Amsler Grids are just graph paper with a dot in the middle which the patient is supposed to focus on. Patients cover one
eye while looking at the Amsler Grid. It is then the technicians job to ask questions about what they see. Amsler Grids
are only used to test the central 20 degrees of a patients field of vision not the peripheral. If a patient is
complaining of distortions it is important to use the Grid so that the patient can mark where distortions are seen.
This is testing visual fields with fingers only. It is mostly used for screening purposes just to check the peripheral
vision. The benefit to confrontation fields is that no special equipment is needed and it is a quick way to get an idea
of a patients peripheral vision.
The patient covers one eye
The patient looks at the examiner’s nose
The examiners holds his fingers up, equidistant from him to the patient, in the patients inferior, superior, nasal, and temporal peripheral fields and asks the patient to tell him how many fingers are being held.
This test is repeated for the other eye.
This requires special equipment and takes longer than confrontation fields. This is the most common way providers use
to track patients with visual field defects.
The patient must keep their chin in the chin rest and forehead against the forehead rest.
The eye not being used must be covered with a patch
The patient must always look at the fixation light
The patients date must be put in. The patients current prescription and age are necessary data that the machines needs to calculate the trial lenses.

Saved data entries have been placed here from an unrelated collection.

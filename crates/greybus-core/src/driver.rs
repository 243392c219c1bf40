use greybus_message::Message;

use crate::bus::Bus;
use crate::error::{DriverResult, Result};

/// Connection event delivered through [`Bus::notify`].
#[derive(Debug, Clone, Copy, PartialEq, Eq)]
pub enum Event {
    Connected,
    Disconnected,
}

/// A protocol implementation bound to one cport.
///
/// One driver value is registered per cport and serves as that cport's
/// private state; implementations keep mutable state behind their own locks.
/// All callbacks except `handle` are optional.
///
/// `handle` runs on the dispatch worker. It owns the request and is
/// expected to answer it through `bus` (see [`Bus::respond`]). A returned
/// error is logged by the engine; it is not reported to the host.
pub trait Driver: Send + Sync {
    /// Short name for diagnostics.
    fn name(&self) -> &'static str;

    /// Called once when the driver is bound. Failing aborts the binding.
    fn init(&self, _bus: &Bus, _cport: u16) -> DriverResult<()> {
        Ok(())
    }

    /// Called once when the driver is unbound.
    fn exit(&self, _bus: &Bus, _cport: u16) {}

    fn connected(&self, _bus: &Bus, _cport: u16) -> DriverResult<()> {
        Ok(())
    }

    fn disconnected(&self, _bus: &Bus, _cport: u16) -> DriverResult<()> {
        Ok(())
    }

    /// Process one inbound operation.
    fn handle(&self, bus: &Bus, cport: u16, message: Message) -> Result<()>;
}
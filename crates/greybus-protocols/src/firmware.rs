use std::sync::Arc;

use bytes::{BufMut, BytesMut};
use greybus_core::{Bus, Driver, Result};
use greybus_message::{Message, OperationResult};
use tracing::error;

use crate::hal::FirmwareInfo;
use crate::op::Operation;

pub const TYPE_INTERFACE_FW_VERSION: u8 = 0x01;

/// Length of the firmware tag field.
pub const FIRMWARE_TAG_LEN: usize = 10;

/// Firmware management driver. Only reports the running firmware version.
pub struct FirmwareManagementDriver {
    info: Arc<dyn FirmwareInfo>,
}

impl FirmwareManagementDriver {
    pub fn new(info: Arc<dyn FirmwareInfo>) -> Self {
        Self { info }
    }

    fn interface_fw_version(&self, op: &Operation<'_>) -> Result<()> {
        let version = match self.info.running_version() {
            Ok(version) => version,
            Err(err) => {
                error!(cport = op.cport(), error = %err, "cannot read firmware version");
                return op.status(OperationResult::Internal);
            }
        };
        let mut tag = [0u8; FIRMWARE_TAG_LEN];
        let len = version.tag.len().min(FIRMWARE_TAG_LEN);
        tag[..len].copy_from_slice(&version.tag.as_bytes()[..len]);

        let mut out = BytesMut::with_capacity(FIRMWARE_TAG_LEN + 4);
        out.put_slice(&tag);
        out.put_u16_le(version.major);
        out.put_u16_le(version.minor);
        op.reply(&out)
    }
}

impl Driver for FirmwareManagementDriver {
    fn name(&self) -> &'static str {
        "fw-management"
    }

    fn handle(&self, bus: &Bus, cport: u16, message: Message) -> Result<()> {
        let op = Operation::new(bus, cport, message);
        match op.op_type() {
            TYPE_INTERFACE_FW_VERSION => self.interface_fw_version(&op),
            _ => op.unknown(OperationResult::ProtocolBad),
        }
    }
}

/// Firmware download driver. Downloads are not supported; every request is
/// refused with `ProtocolBad`.
#[derive(Debug, Default, Clone, Copy)]
pub struct FirmwareDownloadDriver;

impl Driver for FirmwareDownloadDriver {
    fn name(&self) -> &'static str {
        "fw-download"
    }

    fn handle(&self, bus: &Bus, cport: u16, message: Message) -> Result<()> {
        Operation::new(bus, cport, message).unknown(OperationResult::ProtocolBad)
    }
}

The following should be monitored:
Fixation Loss – how many times the patient looks away from the central target. This number must be less than 4.
False Positives – This is when the patient responds when no stimulus is present. This tests the patients understanding of the test.
False Negatives – This is when the patient at first responds to a dim light, but later in the test does not respond to a brighter light in that same location. The purpose of false negatives is to test the patients alertness.
Stimulus Brightness – This represents how bright a stimulus had to be before the patient would see it. A number of 0 represents no vision in that area. The larger the number the better.
Three common reasons to use an automated perimeter
Monitor glaucoma. One way a physician monitors glaucoma is to pre from periodic visual field tests.
Testing for stokes/brain injury
Test for Ptosis – ptosis is the drooping of the eyelids. To perform this test a patient is tested on their superior field of vision then the test is repeated with the patient’s eyelids taped up. This is referred to as a “taped/untaped test.”